- [Prompt]: Lines from the top of the entries through the line that has "Replies carry no" must be duplicated exactly, and no others.

*** Material for this exercise Section Begins ***

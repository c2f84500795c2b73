use serde::{Deserialize, Serialize};
use serde_json::Value;

use crate::probe::RenderHint;
use crate::PROTOCOL_VERSION;

/// Error text for commands the gateway refuses, including everything but
/// `auth` on a connection that has not authenticated yet.
pub const UNSUPPORTED_COMMAND: &str = "Unsupported command";

/// Server-to-client message.
///
/// Every frame names the command it answers in `cmd`. Replies carry no
/// request id, so clients correlate on `(cmd, host, probe)` for probes and
/// `(cmd, host, id)` for ad-hoc runs. Optional fields are omitted when unset.
#[derive(Debug, Clone, PartialEq, Default, Serialize, Deserialize)]
pub struct Frame {
	pub cmd: String,
	#[serde(default, skip_serializing_if = "Option::is_none")]
	pub result: Option<Value>,
	#[serde(default, skip_serializing_if = "Option::is_none")]
	pub error: Option<String>,
	#[serde(default, skip_serializing_if = "Option::is_none")]
	pub version: Option<String>,
	#[serde(default, skip_serializing_if = "Option::is_none")]
	pub protocol: Option<u32>,
	#[serde(default, skip_serializing_if = "Option::is_none")]
	pub host: Option<String>,
	#[serde(default, skip_serializing_if = "Option::is_none")]
	pub probe: Option<String>,
	#[serde(default, skip_serializing_if = "Option::is_none")]
	pub id: Option<String>,
	#[serde(default, skip_serializing_if = "Option::is_none")]
	pub stdout: Option<String>,
	#[serde(default, skip_serializing_if = "Option::is_none")]
	pub stderr: Option<String>,
	#[serde(default, skip_serializing_if = "Option::is_none")]
	pub next: Option<Vec<String>>,
	#[serde(default, skip_serializing_if = "Option::is_none")]
	pub name: Option<String>,
	#[serde(default, skip_serializing_if = "Option::is_none")]
	pub render: Option<RenderHint>,
	#[serde(default, rename = "type", skip_serializing_if = "Option::is_none")]
	pub kind: Option<String>,
}

impl Frame {
	fn new(cmd: impl Into<String>) -> Self {
		Self {
			cmd: cmd.into(),
			..Default::default()
		}
	}

	/// Greeting sent as soon as a connection is accepted.
	pub fn version(version: impl Into<String>) -> Self {
		Self {
			version: Some(version.into()),
			protocol: Some(PROTOCOL_VERSION),
			..Self::new("version")
		}
	}

	/// `{cmd: "auth", result: 0}` on success, `result: 1` on failure.
	pub fn auth(accepted: bool) -> Self {
		Self {
			result: Some(Value::from(if accepted { 0 } else { 1 })),
			..Self::new("auth")
		}
	}

	pub fn result(cmd: impl Into<String>, result: Value) -> Self {
		Self {
			result: Some(result),
			..Self::new(cmd)
		}
	}

	pub fn error(cmd: impl Into<String>, error: impl Into<String>) -> Self {
		Self {
			error: Some(error.into()),
			..Self::new(cmd)
		}
	}

	pub fn unsupported(cmd: impl Into<String>) -> Self {
		Self::error(cmd, UNSUPPORTED_COMMAND)
	}

	/// Error scoped to one host/probe pair so clients can attach it to the right entry.
	pub fn probe_error(host: impl Into<String>, probe: impl Into<String>, error: impl Into<String>) -> Self {
		Self {
			host: Some(host.into()),
			probe: Some(probe.into()),
			..Self::error("probe", error)
		}
	}

	/// Error scoped to one ad-hoc run.
	pub fn run_error(host: impl Into<String>, id: impl Into<String>, error: impl Into<String>) -> Self {
		Self {
			host: Some(host.into()),
			id: Some(id.into()),
			..Self::error("run", error)
		}
	}

	pub fn is_error(&self) -> bool {
		self.error.is_some()
	}

	/// `true` when this is an `auth` reply with `result: 0`.
	pub fn auth_accepted(&self) -> bool {
		self.cmd == "auth" && self.result.as_ref().and_then(Value::as_u64) == Some(0)
	}

	pub fn to_json(&self) -> String {
		serde_json::to_string(self).unwrap_or_else(|err| {
			format!(r#"{{"cmd":{:?},"error":"frame serialization failed: {err}"}}"#, self.cmd)
		})
	}
}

*** Material for this exercise Section Ends ***

- [Response]:
repository c2f84500795c2b73
use serde::{Deserialize, Serialize};
use serde_json::Value;

use crate::probe::RenderHint;
use crate::PROTOCOL_VERSION;

/// Error text for commands the gateway refuses, including everything but
/// `auth` on a connection that has not authenticated yet.
pub const UNSUPPORTED_COMMAND: &str = "Unsupported command";

/// Server-to-client message.
///
/// Every frame names the command it answers in `cmd`. Replies carry no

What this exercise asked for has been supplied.